[英]Airflow tasks in a loop based on dag_run conf value
I am trying to create multiple airflow tasks based on dag_run conf input.我正在尝试根据 dag_run conf 输入创建多个气流任务。 The conf would have an array of values and the each value needs to spawn a task.
conf 将有一个值数组,每个值都需要生成一个任务。 The task in turn needs to pass the value to its callable func.

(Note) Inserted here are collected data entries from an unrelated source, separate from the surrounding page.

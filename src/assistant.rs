//! Classify-then-reply in one call.

use std::sync::Arc;

use serde::{Deserialize, Serialize};
use tracing::info;

use crate::config::{ClassifierConfig, RefinerConfig};
use crate::error::Result;
use crate::llm::create_provider;
use crate::nlp::hf::HfInferenceLoader;
use crate::nlp::labels::{Category, Intent};
use crate::nlp::{ClassificationResult, ClassifierHandle, EmailClassifier, OverrideEngine};
use crate::reply::{ReplyContext, ReplyRefiner, ReplySource, Responder};

/// Combined classification and reply for one email.
#[derive(Debug, Clone, PartialEq, Serialize, Deserialize)]
pub struct ProcessOutcome {
    pub category: Category,
    pub category_score: f32,
    pub intent: Intent,
    pub intent_score: f32,
    pub suggested_reply: String,
    pub reply_source: ReplySource,
}

pub struct EmailAssistant {
    classifier: EmailClassifier,
    responder: Responder,
}

impl EmailAssistant {
    pub fn new(classifier: EmailClassifier, responder: Responder) -> Self {
        Self {
            classifier,
            responder,
        }
    }

    /// Hosted zero-shot backend plus, when `OPENAI_API_KEY` is set, reply
    /// refinement.
    pub fn from_env() -> Result<Self> {
        Self::from_config(&ClassifierConfig::from_env(), RefinerConfig::from_env().as_ref())
    }

    pub fn from_config(
        classifier: &ClassifierConfig,
        refiner: Option<&RefinerConfig>,
    ) -> Result<Self> {
        let loader = HfInferenceLoader::new(classifier)?;
        let handle = ClassifierHandle::new(
            Arc::new(loader),
            &classifier.primary_model,
            &classifier.fallback_model,
        );
        let classifier = EmailClassifier::new(Arc::new(handle), OverrideEngine::default_rules());

        let responder = match refiner {
            Some(config) => {
                let llm = create_provider(config)?;
                Responder::with_refiner(ReplyRefiner::new(llm, config))
            }
            None => {
                info!("OPENAI_API_KEY not set, replies are template-only");
                Responder::new()
            }
        };

        Ok(Self::new(classifier, responder))
    }

    pub fn classifier(&self) -> &EmailClassifier {
        &self.classifier
    }

    pub fn responder(&self) -> &Responder {
        &self.responder
    }

    /// Classify `text` and suggest a reply for it. Never fails; a failed
    /// classification yields the "Erro" result and a generic reply.
    pub async fn process(&self, text: &str, ctx: &ReplyContext) -> ProcessOutcome {
        let ClassificationResult {
            category,
            category_score,
            intent,
            intent_score,
            ..
        } = self.classifier.classify_email(text).await;

        let reply = self
            .responder
            .suggest_reply(category.label(), intent.label(), ctx)
            .await;

        ProcessOutcome {
            category,
            category_score,
            intent,
            intent_score,
            suggested_reply: reply.reply,
            reply_source: reply.source,
        }
    }
}

#[cfg(test)]
mod tests {
    use super::*;

    #[test]
    fn outcome_serializes_with_label_strings() {
        let outcome = ProcessOutcome {
            category: Category::Unproductive,
            category_score: 0.8,
            intent: Intent::Gratitude,
            intent_score: 0.7,
            suggested_reply: "Obrigado!".into(),
            reply_source: ReplySource::Template,
        };
        let json = serde_json::to_value(&outcome).unwrap();
        assert_eq!(json["category"], "Improdutivo");
        assert_eq!(json["intent"], "Agradecimento ou felicitação");
        assert_eq!(json["reply_source"], "template");
        assert_eq!(json["suggested_reply"], "Obrigado!");
    }

    #[test]
    fn from_config_without_refiner_is_template_only() {
        let assistant = EmailAssistant::from_config(&ClassifierConfig::default(), None).unwrap();
        assert!(!assistant.responder().refines());
        assert!(!assistant.classifier().handle().is_initialized());
    }

    #[test]
    fn from_config_with_refiner_enables_refinement() {
        let refiner = RefinerConfig::new("sk-test");
        let assistant =
            EmailAssistant::from_config(&ClassifierConfig::default(), Some(&refiner)).unwrap();
        assert!(assistant.responder().refines());
    }
}
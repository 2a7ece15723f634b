//! Reply templates and placeholder filling.
//!
//! Templates are keyed by `(Category, Intent)` and use `{name}` placeholders
//! (`{{` and `}}` for literal braces). Placeholder values come from a
//! `ReplyContext` layered over fixed defaults.

use std::collections::{BTreeMap, HashMap};

use chrono::Utc;
use serde::{Deserialize, Serialize};

use crate::error::TemplateError;
use crate::nlp::labels::{Category, Intent};

/// Default missing-information prompts for technical questions.
pub const DEFAULT_MISSING_INFO: [&str; 3] = ["ambiente", "passos para reproduzir", "prints/logs"];

/// Per-request placeholder values. Empty values count as absent.
#[derive(Debug, Clone, Default, PartialEq, Serialize, Deserialize)]
pub struct ReplyContext {
    /// Recipient name (`{nome}`).
    #[serde(default, rename = "nome")]
    pub recipient_name: Option<String>,
    /// Ticket/contract reference (`{referencia}`).
    #[serde(default, rename = "referencia")]
    pub reference_id: Option<String>,
    /// Current processing status (`{status_atual}`).
    #[serde(default, rename = "status_atual")]
    pub current_status: Option<String>,
    /// Expected response window (`{sla}`).
    #[serde(default)]
    pub sla: Option<String>,
    /// Attached file names (`{arquivos}`).
    #[serde(default, rename = "arquivos")]
    pub attachments: Vec<String>,
    /// Information still needed from the sender (`{perguntas_faltantes}`).
    #[serde(default, rename = "perguntas_faltantes")]
    pub missing_info: Vec<String>,
    /// Any other placeholder, e.g. `evento`.
    #[serde(default, flatten)]
    pub extra: BTreeMap<String, String>,
}

impl ReplyContext {
    pub fn new() -> Self {
        Self::default()
    }

    pub fn with_recipient_name(mut self, name: impl Into<String>) -> Self {
        self.recipient_name = Some(name.into());
        self
    }

    pub fn with_reference_id(mut self, reference: impl Into<String>) -> Self {
        self.reference_id = Some(reference.into());
        self
    }

    pub fn with_current_status(mut self, status: impl Into<String>) -> Self {
        self.current_status = Some(status.into());
        self
    }

    pub fn with_sla(mut self, sla: impl Into<String>) -> Self {
        self.sla = Some(sla.into());
        self
    }

    pub fn with_attachment(mut self, name: impl Into<String>) -> Self {
        self.attachments.push(name.into());
        self
    }

    pub fn with_missing_info(mut self, item: impl Into<String>) -> Self {
        self.missing_info.push(item.into());
        self
    }

    pub fn with_value(mut self, key: impl Into<String>, value: impl Into<String>) -> Self {
        self.extra.insert(key.into(), value.into());
        self
    }

    /// Defaults overlaid with every non-empty context value.
    pub fn resolve(&self) -> HashMap<String, String> {
        let mut values = default_values();

        let mut set = |key: &str, value: Option<String>| {
            if let Some(v) = value.filter(|v| !v.trim().is_empty()) {
                values.insert(key.to_string(), v);
            }
        };

        set("nome", self.recipient_name.clone());
        set("referencia", self.reference_id.clone());
        set("status_atual", self.current_status.clone());
        set("sla", self.sla.clone());
        set("arquivos", join_list(&self.attachments));
        set("perguntas_faltantes", join_list(&self.missing_info));
        for (key, value) in &self.extra {
            set(key, Some(value.clone()));
        }

        values
    }
}

fn default_values() -> HashMap<String, String> {
    HashMap::from([
        ("nome".to_string(), String::new()),
        ("referencia".to_string(), "(ID não informado)".to_string()),
        ("status_atual".to_string(), "em análise".to_string()),
        ("sla".to_string(), Utc::now().format("%d/%m/%Y").to_string()),
        ("arquivos".to_string(), "(não especificado)".to_string()),
        (
            "perguntas_faltantes".to_string(),
            join_list(&DEFAULT_MISSING_INFO).unwrap_or_default(),
        ),
    ])
}

/// "a", "a e b", "a, b e c". `None` when nothing non-empty remains.
pub fn join_list<S: AsRef<str>>(items: &[S]) -> Option<String> {
    let items: Vec<&str> = items
        .iter()
        .map(|s| s.as_ref().trim())
        .filter(|s| !s.is_empty())
        .collect();

    match items.as_slice() {
        [] => None,
        [only] => Some(only.to_string()),
        [head @ .., last] => Some(format!("{} e {}", head.join(", "), last)),
    }
}

/// Substitute `{name}` placeholders.
///
/// Values are inserted verbatim and never re-scanned. An unknown placeholder
/// or a stray brace is an error; callers fall back to the raw template.
pub fn fill(template: &str, values: &HashMap<String, String>) -> Result<String, TemplateError> {
    let mut out = String::with_capacity(template.len() + 64);
    let mut rest = template;
    let mut offset = 0;

    while let Some(pos) = rest.find(['{', '}']) {
        out.push_str(&rest[..pos]);
        let after = &rest[pos + 1..];

        if rest[pos..].starts_with('}') {
            if !after.starts_with('}') {
                return Err(TemplateError::UnbalancedBrace(offset + pos));
            }
            out.push('}');
            rest = &after[1..];
            offset += pos + 2;
            continue;
        }

        if after.starts_with('{') {
            out.push('{');
            rest = &after[1..];
            offset += pos + 2;
            continue;
        }

        let end = after
            .find('}')
            .ok_or(TemplateError::UnbalancedBrace(offset + pos))?;
        let key = &after[..end];
        if key.contains('{') {
            return Err(TemplateError::UnbalancedBrace(offset + pos));
        }
        let value = values
            .get(key)
            .ok_or_else(|| TemplateError::MissingKey(key.to_string()))?;
        out.push_str(value);

        rest = &after[end + 1..];
        offset += pos + end + 2;
    }

    out.push_str(rest);
    Ok(out)
}

/// Generic reply for pairs with no dedicated template.
pub const FALLBACK_TEMPLATE: &str = "Assunto: Retorno da sua mensagem\n\n\
    Olá. Recebemos seu contato referente a '{intent}'. Em breve retornaremos.\n\n\
    Atenciosamente, Equipe";

/// Template for a `(category, intent)` pair, if one exists.
pub fn template_for(category: Category, intent: Intent) -> Option<&'static str> {
    use Category::{Productive, Unproductive};

    let template = match (category, intent) {
        (Productive, Intent::StatusRequest) => {
            "Assunto: Atualização do seu atendimento\n\n\
             Olá, {nome}, tudo bem?\n\n\
             Localizamos sua solicitação {referencia}. No momento, ela está em '{status_atual}'.\n\
             Previsão de próxima atualização: {sla}.\n\n\
             Se houver qualquer novo documento ou informação, por gentileza responda a este e-mail.\n\n\
             Atenciosamente,\nEquipe de Suporte"
        }
        (Productive, Intent::InformationRequest) => {
            "Assunto: Informações solicitadas\n\n\
             Olá, {nome}. Recebemos sua solicitação de informações.\n\
             Estamos levantando os dados necessários e retornaremos até {sla}.\n\n\
             Caso precise de algo mais específico, por favor detalhe sua necessidade.\n\n\
             Atenciosamente,\nEquipe de Suporte"
        }
        (Productive, Intent::DocumentSubmission) => {
            "Assunto: Documentos recebidos com sucesso\n\n\
             Olá, {nome}. Confirmamos o recebimento do(s) arquivo(s): {arquivos}.\n\
             Encaminhamos para análise e retornamos até {sla}.\n\n\
             Atenciosamente,\nEquipe de Suporte"
        }
        (Productive, Intent::TechnicalSupport) => {
            "Assunto: Retorno sobre sua dúvida técnica\n\n\
             Olá, {nome}. Obrigado por nos contatar.\n\
             Para agilizar, poderia informar: {perguntas_faltantes}?\n\
             Assim que recebermos, seguimos com a solução. Prazo estimado: {sla}.\n\n\
             Atenciosamente,\nEquipe de Suporte"
        }
        (Productive, Intent::MeetingScheduling) => {
            "Assunto: Confirmação de agendamento\n\n\
             Olá, {nome}. Recebemos sua solicitação de agendamento.\n\
             Verificaremos a disponibilidade e confirmaremos até {sla}.\n\n\
             Por favor, informe se há alguma preferência de horário ou pauta específica.\n\n\
             Atenciosamente,\nEquipe"
        }
        (Productive, Intent::ApprovalRequest) => {
            "Assunto: Solicitação em análise para aprovação\n\n\
             Olá, {nome}. Recebemos sua solicitação de aprovação/autorização.\n\
             Encaminhamos para o setor responsável. Prazo de retorno: {sla}.\n\n\
             Manteremos você informado sobre o andamento.\n\n\
             Atenciosamente,\nEquipe de Suporte"
        }
        (Productive, Intent::FollowUp) => {
            "Assunto: Acompanhamento da sua solicitação\n\n\
             Olá, {nome}. Recebemos seu follow-up sobre {referencia}.\n\
             Verificaremos o status atual e retornaremos com uma atualização até {sla}.\n\n\
             Agradecemos sua paciência e acompanhamento.\n\n\
             Atenciosamente,\nEquipe de Suporte"
        }
        (Productive, Intent::QuoteRequest) => {
            "Assunto: Solicitação de orçamento recebida\n\n\
             Olá, {nome}. Recebemos sua solicitação de orçamento/proposta.\n\
             Nossa equipe comercial analisará os requisitos e retornará até {sla}.\n\n\
             Caso precise de esclarecimentos adicionais, estaremos à disposição.\n\n\
             Atenciosamente,\nEquipe Comercial"
        }
        (Unproductive, Intent::Gratitude) => {
            "Assunto: Agradecemos a sua mensagem\n\n\
             Olá, {nome}! Muito obrigado pela sua mensagem.\n\
             Ficamos à disposição caso precise de algo.\n\n\
             Abraços,\nEquipe"
        }
        (Unproductive, Intent::InformativeNotice) => {
            "Assunto: Confirmação de recebimento\n\n\
             Olá, {nome}. Confirmamos o recebimento da sua mensagem informativa.\n\
             Agradecemos por nos manter atualizados.\n\n\
             Atenciosamente,\nEquipe"
        }
        (Unproductive, Intent::SmallTalk) => {
            "Assunto: Retorno da sua mensagem\n\n\
             Olá, {nome}! Obrigado pela mensagem.\n\
             Ficamos à disposição para assuntos relacionados ao suporte.\n\n\
             Abraços,\nEquipe"
        }
        (Unproductive, Intent::SpamMarketing) => {
            "Assunto: Confirmação de recebimento\n\n\
             Olá. Sua mensagem foi recebida. Caso necessite suporte, por favor descreva o assunto \
             e um identificador (ex.: nº de contrato/atendimento).\n\n\
             Atenciosamente,\nEquipe"
        }
        (Unproductive, Intent::SystemNotification) => {
            "Assunto: Notificação recebida\n\n\
             Olá. Recebemos sua notificação automática.\n\
             Caso seja necessária alguma ação de nossa parte, por favor entre em contato.\n\n\
             Atenciosamente,\nEquipe de Suporte"
        }
        (Unproductive, Intent::EventInvitation) => {
            "Assunto: Agradecemos o convite\n\n\
             Olá, {nome}. Agradecemos pelo convite para {evento}.\n\
             Verificaremos a disponibilidade e retornaremos em breve.\n\n\
             Atenciosamente,\nEquipe"
        }
        _ => return None,
    };
    Some(template)
}
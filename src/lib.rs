//! Email triage: zero-shot classification, keyword overrides and reply
//! suggestion for Portuguese-language email.

pub mod assistant;
pub mod config;
pub mod error;
pub mod llm;
pub mod nlp;
pub mod reply;

pub use assistant::{EmailAssistant, ProcessOutcome};
pub use error::{Error, Result};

任务又需要将值传递给它的可调用函数。 Something like this:
像这样:
#create this task in a loop
task = PythonOperator(task_id="fetch_data", python_callable=fetch_data(value from array), retries=10)
Conf would have a value like: Conf 的值如下:
{"fruits":["apple","kiwi","orange"]}
I think this can be accessed with:我认为这可以通过以下方式访问:
kwargs['dag_run'].conf('fruits')
How do I access this value outside an operator and then create operators in a loop?如何在运算符外部访问此值,然后在循环中创建运算符?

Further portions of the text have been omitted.